Copy-on-modify semantic on a vector does not append in a loop. Why?

Question

This question sounds to be partially answered here but this is not enough specific to me. I would like to understand better when an object is updated by reference and when it is copied.

The simpler example is vector growing. The following code is blazingly inefficient in R because the memory is not allocated before the loop and a copy is made at each iteration.

  x = runif(10)
  y = c() 

  for(i in 2:length(x))
    y = c(y, x[i] - x[i-1])

Allocating the memory enable to reserve some memory without reallocating the memory at each iteration. Thus this code is drastically faster especially with long vectors.

  x = runif(10)
  y = numeric(length(x))

  for(i in 2:length(x))
    y[i] = x[i] - x[i-1]

And here comes my question. Actually when a vector is updated it does move. There is a copy that is made as shown below.

a = 1:10
pryr::tracemem(a)
[1] "<0xf34a268>"
a[1] <- 0L
tracemem[0xf34a268 -> 0x4ab0c3f8]:
a[3] <-0L
tracemem[0x4ab0c3f8 -> 0xf2b0a48]:

But in a loop this copy does not occur

y = numeric(length(x))
for(i in 2:length(x))
{
   y[i] = x[i] - x[i-1]
   print(address(y))
}

Gives

[1] "0xe849dc0"
[1] "0xe849dc0"
[1] "0xe849dc0"
[1] "0xe849dc0"
[1] "0xe849dc0"
[1] "0xe849dc0"
[1] "0xe849dc0"
[1] "0xe849dc0"
[1] "0xe849dc0"

I understand why a code is slow or fast as a function of the memory allocations but I don't understand the R logic. Why and how, for the same statement, in a case the update is made by reference and in the other case the update in made by copy. In the general case how can we know what will happen.

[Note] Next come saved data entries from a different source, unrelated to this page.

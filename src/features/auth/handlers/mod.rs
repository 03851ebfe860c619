pub mod auth_handler;

pub use auth_handler::{
    __path_login, __path_logout, __path_refresh_token, __path_register, login, logout,
    refresh_token, register,
};
mod user;

pub use user::User;
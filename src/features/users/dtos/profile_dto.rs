use chrono::{DateTime, Utc};
use serde::{Deserialize, Serialize};
use utoipa::ToSchema;
use validator::Validate;

use crate::features::users::models::User;

/// Public view of a user account
#[derive(Debug, Clone, Serialize, Deserialize, ToSchema)]
pub struct UserResponseDto {
    pub id: i64,
    pub first_name: String,
    pub last_name: String,
    pub email: String,
    pub created_at: DateTime<Utc>,
}

impl From<User> for UserResponseDto {
    fn from(user: User) -> Self {
        Self {
            id: user.id,
            first_name: user.first_name,
            last_name: user.last_name,
            email: user.email,
            created_at: user.created_at,
        }
    }
}

/// Request DTO for updating names and, optionally, the password
#[derive(Debug, Clone, Serialize, Deserialize, Validate, ToSchema)]
pub struct UpdateProfileDto {
    #[validate(length(min = 1, max = 100, message = "First name must be 1-100 characters"))]
    pub first_name: String,

    #[validate(length(min = 1, max = 100, message = "Last name must be 1-100 characters"))]
    pub last_name: String,

    #[validate(length(min = 1, message = "Current password is required"))]
    pub current_password: String,

    /// Replaces the password when present
    #[validate(length(min = 6, max = 72, message = "Password must be 6-72 characters"))]
    #[serde(default, skip_serializing_if = "Option::is_none")]
    pub new_password: Option<String>,
}

/// Request DTO for changing the login email
#[derive(Debug, Clone, Serialize, Deserialize, Validate, ToSchema)]
pub struct ChangeEmailDto {
    #[validate(email(message = "Invalid email format"))]
    pub new_email: String,

    #[validate(length(min = 1, message = "Password is required"))]
    pub password: String,
}

/// Request DTO for deleting the account
#[derive(Debug, Clone, Serialize, Deserialize, Validate, ToSchema)]
pub struct DeleteAccountDto {
    #[validate(length(min = 1, message = "Password is required"))]
    pub password: String,
}

/// Response DTO for account deletion
#[derive(Debug, Serialize, Deserialize, ToSchema)]
pub struct DeleteAccountResponseDto {
    pub deleted: bool,
}
/// Prefix shared by every versioned API route
pub const API_PREFIX: &str = "/api/v1";

/// Content type used when a client does not declare one
pub const DEFAULT_MIME_TYPE: &str = "application/octet-stream";

/// Multipart field carrying file content
pub const UPLOAD_FIELD_NAME: &str = "file";

/// Headroom added to the body limit for multipart boundaries and headers
pub const MULTIPART_OVERHEAD_BYTES: usize = 1024 * 1024;

/// Length of the opaque refresh token handed to clients
pub const REFRESH_TOKEN_LENGTH: usize = 128;

/// Token type reported alongside issued access tokens
pub const TOKEN_TYPE_BEARER: &str = "Bearer";
use crate::core::error::{AppError, Result};

/// Usage snapshot for one owner
#[derive(Debug, Clone, Copy, PartialEq, Eq)]
pub struct StorageInfo {
    pub used: i64,
    pub available: i64,
    pub total: i64,
}

/// Fixed per-owner ceiling on stored bytes
#[derive(Debug, Clone, Copy)]
pub struct QuotaPolicy {
    ceiling: i64,
}

impl QuotaPolicy {
    pub fn new(ceiling: i64) -> Self {
        Self { ceiling }
    }

    /// Registering `declared` more bytes on top of `used` must stay within the ceiling.
    pub fn check_registration(&self, used: i64, declared: i64) -> Result<()> {
        self.ensure_within(used.saturating_add(declared))
    }

    /// `used` already counts the row's `declared` size; the upload swaps it for `actual`.
    pub fn check_upload(&self, used: i64, declared: i64, actual: i64) -> Result<()> {
        self.ensure_within(used.saturating_sub(declared).saturating_add(actual))
    }

    pub fn storage_info(&self, used: i64) -> StorageInfo {
        StorageInfo {
            used,
            available: self.ceiling.saturating_sub(used).max(0),
            total: self.ceiling,
        }
    }

    fn ensure_within(&self, projected: i64) -> Result<()> {
        if projected > self.ceiling {
            return Err(AppError::QuotaExceeded(format!(
                "Storage quota exceeded: {} of {} bytes would be used",
                projected, self.ceiling
            )));
        }
        Ok(())
    }
}

#[cfg(test)]
mod tests {
    use super::*;

    #[test]
    fn test_registration_up_to_ceiling_is_allowed() {
        let quota = QuotaPolicy::new(1000);
        assert!(quota.check_registration(0, 1000).is_ok());
        assert!(quota.check_registration(400, 600).is_ok());
        assert!(matches!(
            quota.check_registration(400, 601),
            Err(AppError::QuotaExceeded(_))
        ));
    }

    #[test]
    fn test_upload_swaps_declared_for_actual() {
        let quota = QuotaPolicy::new(1000);
        // 900 used, of which 100 is the declared size of the file being uploaded
        assert!(quota.check_upload(900, 100, 200).is_ok());
        assert!(quota.check_upload(900, 100, 201).is_err());
        // Under-declaring does not get around the ceiling
        assert!(quota.check_upload(1000, 1, 5000).is_err());
    }

    #[test]
    fn test_storage_info_never_reports_negative_availability() {
        let quota = QuotaPolicy::new(1000);
        assert_eq!(
            quota.storage_info(250),
            StorageInfo {
                used: 250,
                available: 750,
                total: 1000
            }
        );
        assert_eq!(quota.storage_info(1500).available, 0);
    }

    #[test]
    fn test_overflow_is_rejected_not_wrapped() {
        let quota = QuotaPolicy::new(1000);
        assert!(quota.check_registration(i64::MAX, 1).is_err());
    }
}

"a" is integer and you are assigning a "double" (0); hence the copy made (an "integer" to "double" vector coercion) — alexis_laz, Jan 12 '18 at 19:18

Mike H. · Answer 1 · 2018-01-12T18:58:37.463

This is covered in Hadley's Advanced R book. In it he says (paraphrasing here) that whenever 2 or more variables point to the same object, R will make a copy and then modify that copy. Before going into examples, one important note which is also mentioned in Hadley's book is that when you're using RStudio

the environment browser makes a reference to every object you create on the command line.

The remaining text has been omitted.